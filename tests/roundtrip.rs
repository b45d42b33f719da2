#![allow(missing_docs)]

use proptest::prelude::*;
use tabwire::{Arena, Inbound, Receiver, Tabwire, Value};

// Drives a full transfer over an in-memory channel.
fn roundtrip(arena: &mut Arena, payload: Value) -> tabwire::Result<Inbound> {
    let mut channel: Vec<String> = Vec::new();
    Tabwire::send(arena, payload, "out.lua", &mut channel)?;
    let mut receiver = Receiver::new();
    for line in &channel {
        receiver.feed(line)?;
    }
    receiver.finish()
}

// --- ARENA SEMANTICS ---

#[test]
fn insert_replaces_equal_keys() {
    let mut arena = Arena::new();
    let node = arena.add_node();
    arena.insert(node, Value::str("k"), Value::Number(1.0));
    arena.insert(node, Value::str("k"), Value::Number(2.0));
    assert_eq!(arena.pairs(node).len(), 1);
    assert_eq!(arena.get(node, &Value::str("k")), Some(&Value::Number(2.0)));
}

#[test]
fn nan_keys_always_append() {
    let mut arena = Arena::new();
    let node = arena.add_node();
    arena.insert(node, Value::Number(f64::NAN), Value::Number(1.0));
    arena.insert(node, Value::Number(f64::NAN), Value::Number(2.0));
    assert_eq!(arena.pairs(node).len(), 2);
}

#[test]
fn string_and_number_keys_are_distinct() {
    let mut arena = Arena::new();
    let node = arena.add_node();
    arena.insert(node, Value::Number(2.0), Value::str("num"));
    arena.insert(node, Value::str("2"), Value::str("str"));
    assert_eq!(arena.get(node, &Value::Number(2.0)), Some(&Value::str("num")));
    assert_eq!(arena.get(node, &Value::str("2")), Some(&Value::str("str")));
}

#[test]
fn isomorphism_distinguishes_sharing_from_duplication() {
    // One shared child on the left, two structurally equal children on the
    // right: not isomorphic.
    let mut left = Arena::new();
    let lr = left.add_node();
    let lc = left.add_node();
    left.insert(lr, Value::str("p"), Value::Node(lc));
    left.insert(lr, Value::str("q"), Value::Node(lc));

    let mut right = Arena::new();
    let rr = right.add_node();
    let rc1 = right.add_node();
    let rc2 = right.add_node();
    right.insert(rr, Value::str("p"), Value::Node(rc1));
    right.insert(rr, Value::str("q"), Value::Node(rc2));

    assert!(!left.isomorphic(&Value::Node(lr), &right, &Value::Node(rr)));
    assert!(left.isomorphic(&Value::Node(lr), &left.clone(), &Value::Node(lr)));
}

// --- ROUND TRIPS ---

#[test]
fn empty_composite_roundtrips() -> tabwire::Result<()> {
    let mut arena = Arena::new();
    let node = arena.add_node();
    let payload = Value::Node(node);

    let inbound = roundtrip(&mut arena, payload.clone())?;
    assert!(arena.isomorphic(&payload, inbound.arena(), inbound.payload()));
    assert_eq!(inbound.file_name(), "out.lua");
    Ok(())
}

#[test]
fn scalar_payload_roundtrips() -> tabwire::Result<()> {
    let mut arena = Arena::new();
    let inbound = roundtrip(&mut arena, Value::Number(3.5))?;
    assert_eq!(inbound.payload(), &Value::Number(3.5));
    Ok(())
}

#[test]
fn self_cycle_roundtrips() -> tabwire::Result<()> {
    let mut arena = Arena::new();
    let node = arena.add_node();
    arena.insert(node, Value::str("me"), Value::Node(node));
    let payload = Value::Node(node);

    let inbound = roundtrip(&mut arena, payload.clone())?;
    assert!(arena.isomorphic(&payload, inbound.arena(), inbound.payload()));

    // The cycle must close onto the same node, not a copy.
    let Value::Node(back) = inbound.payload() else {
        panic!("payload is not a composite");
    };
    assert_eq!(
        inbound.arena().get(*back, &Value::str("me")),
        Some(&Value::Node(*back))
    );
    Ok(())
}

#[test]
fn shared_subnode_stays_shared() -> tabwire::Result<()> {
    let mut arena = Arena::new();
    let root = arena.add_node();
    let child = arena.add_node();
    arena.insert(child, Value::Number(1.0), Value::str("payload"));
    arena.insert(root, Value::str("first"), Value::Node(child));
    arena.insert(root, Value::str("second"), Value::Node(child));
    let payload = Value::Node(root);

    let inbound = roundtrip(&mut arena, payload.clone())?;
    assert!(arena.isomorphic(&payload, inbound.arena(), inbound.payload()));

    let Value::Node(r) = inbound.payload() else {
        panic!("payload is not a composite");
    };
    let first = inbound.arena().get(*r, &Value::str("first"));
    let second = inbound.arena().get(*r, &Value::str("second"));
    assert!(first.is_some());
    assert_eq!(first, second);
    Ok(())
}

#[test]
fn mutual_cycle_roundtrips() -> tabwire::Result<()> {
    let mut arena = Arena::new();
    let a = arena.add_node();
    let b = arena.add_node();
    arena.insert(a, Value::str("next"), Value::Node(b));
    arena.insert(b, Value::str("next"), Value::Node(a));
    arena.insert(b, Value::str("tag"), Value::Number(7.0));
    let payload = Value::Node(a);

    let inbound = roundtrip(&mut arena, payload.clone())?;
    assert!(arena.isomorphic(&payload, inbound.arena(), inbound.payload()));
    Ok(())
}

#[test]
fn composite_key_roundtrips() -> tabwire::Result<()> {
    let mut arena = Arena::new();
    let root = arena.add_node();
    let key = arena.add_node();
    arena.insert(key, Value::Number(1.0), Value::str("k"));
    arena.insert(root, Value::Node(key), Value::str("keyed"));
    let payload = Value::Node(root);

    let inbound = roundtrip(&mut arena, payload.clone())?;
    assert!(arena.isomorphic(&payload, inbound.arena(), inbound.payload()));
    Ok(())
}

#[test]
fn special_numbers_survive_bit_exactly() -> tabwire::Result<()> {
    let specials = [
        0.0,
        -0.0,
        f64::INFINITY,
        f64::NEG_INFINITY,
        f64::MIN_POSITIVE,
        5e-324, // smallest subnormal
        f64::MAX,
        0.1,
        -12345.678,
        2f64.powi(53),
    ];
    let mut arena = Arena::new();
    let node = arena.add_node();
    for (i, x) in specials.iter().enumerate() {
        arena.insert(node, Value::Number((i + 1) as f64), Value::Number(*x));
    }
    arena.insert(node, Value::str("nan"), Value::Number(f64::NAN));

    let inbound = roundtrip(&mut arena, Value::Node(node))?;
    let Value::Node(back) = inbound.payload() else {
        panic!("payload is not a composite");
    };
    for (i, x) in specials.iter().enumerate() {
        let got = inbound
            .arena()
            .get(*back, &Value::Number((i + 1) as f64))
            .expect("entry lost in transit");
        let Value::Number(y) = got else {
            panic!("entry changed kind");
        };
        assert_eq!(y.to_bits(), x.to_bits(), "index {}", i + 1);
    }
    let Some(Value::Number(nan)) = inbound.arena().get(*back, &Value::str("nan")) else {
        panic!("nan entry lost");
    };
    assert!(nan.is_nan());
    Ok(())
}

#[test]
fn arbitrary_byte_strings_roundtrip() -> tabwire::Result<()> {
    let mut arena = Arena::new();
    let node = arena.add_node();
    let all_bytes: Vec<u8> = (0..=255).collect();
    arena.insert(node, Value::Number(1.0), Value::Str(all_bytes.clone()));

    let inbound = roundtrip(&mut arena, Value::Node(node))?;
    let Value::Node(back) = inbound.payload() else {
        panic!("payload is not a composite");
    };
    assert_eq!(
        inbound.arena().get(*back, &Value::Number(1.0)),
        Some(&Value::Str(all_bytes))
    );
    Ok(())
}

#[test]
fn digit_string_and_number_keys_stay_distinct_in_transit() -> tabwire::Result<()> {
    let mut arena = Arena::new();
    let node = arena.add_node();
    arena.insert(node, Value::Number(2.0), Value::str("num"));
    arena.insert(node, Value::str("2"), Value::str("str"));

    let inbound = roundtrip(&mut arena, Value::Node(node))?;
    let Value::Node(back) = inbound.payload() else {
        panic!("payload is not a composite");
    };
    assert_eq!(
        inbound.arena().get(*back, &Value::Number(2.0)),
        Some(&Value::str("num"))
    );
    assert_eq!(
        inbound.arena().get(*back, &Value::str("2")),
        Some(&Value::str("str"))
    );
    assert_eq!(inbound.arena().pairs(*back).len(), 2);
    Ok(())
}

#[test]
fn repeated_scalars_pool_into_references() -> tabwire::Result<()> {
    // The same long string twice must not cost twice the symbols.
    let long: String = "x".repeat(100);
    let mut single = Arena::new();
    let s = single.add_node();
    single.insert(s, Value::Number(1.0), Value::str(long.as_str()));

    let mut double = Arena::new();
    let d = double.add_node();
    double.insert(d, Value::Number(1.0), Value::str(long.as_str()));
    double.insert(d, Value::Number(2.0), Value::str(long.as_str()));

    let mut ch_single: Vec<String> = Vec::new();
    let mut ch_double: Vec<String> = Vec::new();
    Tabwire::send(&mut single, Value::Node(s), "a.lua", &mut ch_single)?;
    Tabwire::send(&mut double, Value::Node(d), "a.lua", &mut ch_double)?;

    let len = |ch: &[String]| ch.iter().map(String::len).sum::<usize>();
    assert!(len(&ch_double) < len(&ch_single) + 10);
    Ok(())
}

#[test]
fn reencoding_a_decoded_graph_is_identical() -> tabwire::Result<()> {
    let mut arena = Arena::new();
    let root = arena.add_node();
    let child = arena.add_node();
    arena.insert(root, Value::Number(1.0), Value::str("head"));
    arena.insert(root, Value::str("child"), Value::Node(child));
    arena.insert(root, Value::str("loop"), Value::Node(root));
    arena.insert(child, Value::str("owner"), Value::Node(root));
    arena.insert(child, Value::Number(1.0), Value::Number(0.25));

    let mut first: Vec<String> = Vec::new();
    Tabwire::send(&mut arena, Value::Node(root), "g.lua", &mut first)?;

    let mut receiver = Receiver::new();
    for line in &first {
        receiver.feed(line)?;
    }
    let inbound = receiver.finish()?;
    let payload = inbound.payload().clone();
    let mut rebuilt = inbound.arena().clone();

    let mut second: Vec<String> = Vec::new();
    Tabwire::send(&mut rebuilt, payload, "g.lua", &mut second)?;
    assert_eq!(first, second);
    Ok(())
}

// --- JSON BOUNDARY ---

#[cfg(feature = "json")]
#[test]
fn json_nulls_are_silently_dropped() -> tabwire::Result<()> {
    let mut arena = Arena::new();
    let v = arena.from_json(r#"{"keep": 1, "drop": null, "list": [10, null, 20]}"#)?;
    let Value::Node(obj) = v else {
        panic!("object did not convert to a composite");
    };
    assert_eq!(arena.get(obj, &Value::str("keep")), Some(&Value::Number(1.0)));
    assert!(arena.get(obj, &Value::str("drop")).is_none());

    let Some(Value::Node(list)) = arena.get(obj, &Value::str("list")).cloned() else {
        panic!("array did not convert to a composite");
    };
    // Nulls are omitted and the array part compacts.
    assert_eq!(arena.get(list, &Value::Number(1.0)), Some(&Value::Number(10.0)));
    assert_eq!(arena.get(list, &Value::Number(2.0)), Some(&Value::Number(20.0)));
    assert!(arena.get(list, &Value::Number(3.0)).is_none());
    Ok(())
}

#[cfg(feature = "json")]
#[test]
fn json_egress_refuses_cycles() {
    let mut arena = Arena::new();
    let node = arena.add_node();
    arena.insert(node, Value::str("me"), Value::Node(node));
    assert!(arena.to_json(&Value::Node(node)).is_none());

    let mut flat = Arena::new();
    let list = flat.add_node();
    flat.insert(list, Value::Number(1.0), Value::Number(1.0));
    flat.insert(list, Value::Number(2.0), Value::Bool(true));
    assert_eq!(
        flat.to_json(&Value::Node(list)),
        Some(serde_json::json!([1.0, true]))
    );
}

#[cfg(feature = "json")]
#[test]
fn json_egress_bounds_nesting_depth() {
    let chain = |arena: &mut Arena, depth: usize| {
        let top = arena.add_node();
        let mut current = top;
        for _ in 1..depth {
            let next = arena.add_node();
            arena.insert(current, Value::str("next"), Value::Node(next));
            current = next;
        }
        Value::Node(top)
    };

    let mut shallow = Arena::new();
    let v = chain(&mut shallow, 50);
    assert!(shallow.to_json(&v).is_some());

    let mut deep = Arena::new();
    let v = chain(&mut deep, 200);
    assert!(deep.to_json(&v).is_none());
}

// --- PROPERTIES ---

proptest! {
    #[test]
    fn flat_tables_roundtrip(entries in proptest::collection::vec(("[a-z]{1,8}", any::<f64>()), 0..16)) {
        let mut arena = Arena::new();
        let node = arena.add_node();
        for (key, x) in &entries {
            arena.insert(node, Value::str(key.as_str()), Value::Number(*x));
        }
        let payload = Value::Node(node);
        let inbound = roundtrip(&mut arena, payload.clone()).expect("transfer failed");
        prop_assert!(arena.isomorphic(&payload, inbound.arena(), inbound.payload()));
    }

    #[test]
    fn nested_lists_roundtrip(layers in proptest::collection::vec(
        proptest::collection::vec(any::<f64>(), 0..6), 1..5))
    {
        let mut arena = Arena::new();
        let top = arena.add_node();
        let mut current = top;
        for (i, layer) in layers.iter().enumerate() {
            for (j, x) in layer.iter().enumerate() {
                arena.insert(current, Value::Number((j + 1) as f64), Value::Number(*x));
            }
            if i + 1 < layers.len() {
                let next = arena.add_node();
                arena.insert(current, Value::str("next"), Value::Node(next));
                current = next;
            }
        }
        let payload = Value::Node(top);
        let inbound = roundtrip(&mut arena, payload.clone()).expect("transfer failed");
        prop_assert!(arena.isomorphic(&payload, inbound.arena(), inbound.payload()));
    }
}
====================
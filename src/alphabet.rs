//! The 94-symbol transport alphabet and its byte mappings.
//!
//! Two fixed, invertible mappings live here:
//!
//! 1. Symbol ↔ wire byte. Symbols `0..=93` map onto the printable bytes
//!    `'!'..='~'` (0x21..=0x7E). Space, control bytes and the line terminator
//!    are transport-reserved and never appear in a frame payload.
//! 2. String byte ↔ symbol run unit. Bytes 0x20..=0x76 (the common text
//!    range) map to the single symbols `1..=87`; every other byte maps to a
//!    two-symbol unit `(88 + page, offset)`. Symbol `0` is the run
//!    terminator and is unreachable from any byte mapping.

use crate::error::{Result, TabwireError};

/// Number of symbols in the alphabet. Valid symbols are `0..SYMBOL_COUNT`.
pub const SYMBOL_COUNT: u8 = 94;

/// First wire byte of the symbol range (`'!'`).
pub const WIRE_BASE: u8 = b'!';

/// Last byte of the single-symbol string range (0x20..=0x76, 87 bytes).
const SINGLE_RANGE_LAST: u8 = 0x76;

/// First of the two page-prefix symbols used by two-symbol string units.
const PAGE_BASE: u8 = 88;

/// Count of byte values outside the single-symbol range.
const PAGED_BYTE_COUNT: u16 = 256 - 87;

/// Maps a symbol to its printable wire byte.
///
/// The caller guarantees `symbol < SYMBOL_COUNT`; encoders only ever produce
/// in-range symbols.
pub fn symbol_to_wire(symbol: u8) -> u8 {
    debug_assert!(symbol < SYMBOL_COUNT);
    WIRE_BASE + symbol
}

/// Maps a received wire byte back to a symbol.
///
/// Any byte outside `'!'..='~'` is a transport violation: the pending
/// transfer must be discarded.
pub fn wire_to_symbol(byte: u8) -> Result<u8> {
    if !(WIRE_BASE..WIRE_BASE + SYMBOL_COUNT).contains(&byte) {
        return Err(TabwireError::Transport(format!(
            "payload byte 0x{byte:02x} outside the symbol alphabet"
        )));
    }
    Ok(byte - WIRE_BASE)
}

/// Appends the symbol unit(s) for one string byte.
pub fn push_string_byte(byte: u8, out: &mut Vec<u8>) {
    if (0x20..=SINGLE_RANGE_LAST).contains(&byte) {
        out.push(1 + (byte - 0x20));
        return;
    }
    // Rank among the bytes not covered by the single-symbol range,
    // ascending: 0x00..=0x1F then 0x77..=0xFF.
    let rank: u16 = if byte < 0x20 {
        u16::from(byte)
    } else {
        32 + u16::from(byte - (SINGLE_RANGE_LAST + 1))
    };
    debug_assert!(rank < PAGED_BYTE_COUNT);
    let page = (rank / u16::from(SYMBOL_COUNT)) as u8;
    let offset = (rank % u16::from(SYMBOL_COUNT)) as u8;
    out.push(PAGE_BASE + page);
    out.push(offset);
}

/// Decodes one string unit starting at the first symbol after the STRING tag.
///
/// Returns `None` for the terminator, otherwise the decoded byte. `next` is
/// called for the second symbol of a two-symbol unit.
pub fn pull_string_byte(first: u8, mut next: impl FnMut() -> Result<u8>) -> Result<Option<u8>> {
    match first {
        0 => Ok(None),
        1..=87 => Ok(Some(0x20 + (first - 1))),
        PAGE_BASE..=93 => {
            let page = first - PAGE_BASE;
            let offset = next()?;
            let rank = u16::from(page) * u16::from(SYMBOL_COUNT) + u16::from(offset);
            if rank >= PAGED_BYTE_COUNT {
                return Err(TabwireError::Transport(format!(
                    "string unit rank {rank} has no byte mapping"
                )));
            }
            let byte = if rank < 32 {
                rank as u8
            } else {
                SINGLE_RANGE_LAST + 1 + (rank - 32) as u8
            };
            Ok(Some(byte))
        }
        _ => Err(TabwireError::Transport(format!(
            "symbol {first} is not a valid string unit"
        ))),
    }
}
====================
- What the task requires:
Look above for the line with "double.insert(d, Value::Number(1.0), Value::str(long.as_str()));" and the line with "let mut second: Vec<String> = Vec::new();". Write out those two lines and all the lines between them, exactly, and no others.

- Completed exercise:
    double.insert(d, Value::Number(1.0), Value::str(long.as_str()));
    double.insert(d, Value::Number(2.0), Value::str(long.as_str()));

    let mut ch_single: Vec<String> = Vec::new();
    let mut ch_double: Vec<String> = Vec::new();
    Tabwire::send(&mut single, Value::Node(s), "a.lua", &mut ch_single)?;
    Tabwire::send(&mut double, Value::Node(d), "a.lua", &mut ch_double)?;

    let len = |ch: &[String]| ch.iter().map(String::len).sum::<usize>();
    assert!(len(&ch_double) < len(&ch_single) + 10);
    Ok(())
}

#[test]
fn reencoding_a_decoded_graph_is_identical() -> tabwire::Result<()> {
    let mut arena = Arena::new();
    let root = arena.add_node();
    let child = arena.add_node();
    arena.insert(root, Value::Number(1.0), Value::str("head"));
    arena.insert(root, Value::str("child"), Value::Node(child));
    arena.insert(root, Value::str("loop"), Value::Node(root));
    arena.insert(child, Value::str("owner"), Value::Node(root));
    arena.insert(child, Value::Number(1.0), Value::Number(0.25));

    let mut first: Vec<String> = Vec::new();
    Tabwire::send(&mut arena, Value::Node(root), "g.lua", &mut first)?;

    let mut receiver = Receiver::new();
    for line in &first {
        receiver.feed(line)?;
    }
    let inbound = receiver.finish()?;
    let payload = inbound.payload().clone();
    let mut rebuilt = inbound.arena().clone();

    let mut second: Vec<String> = Vec::new();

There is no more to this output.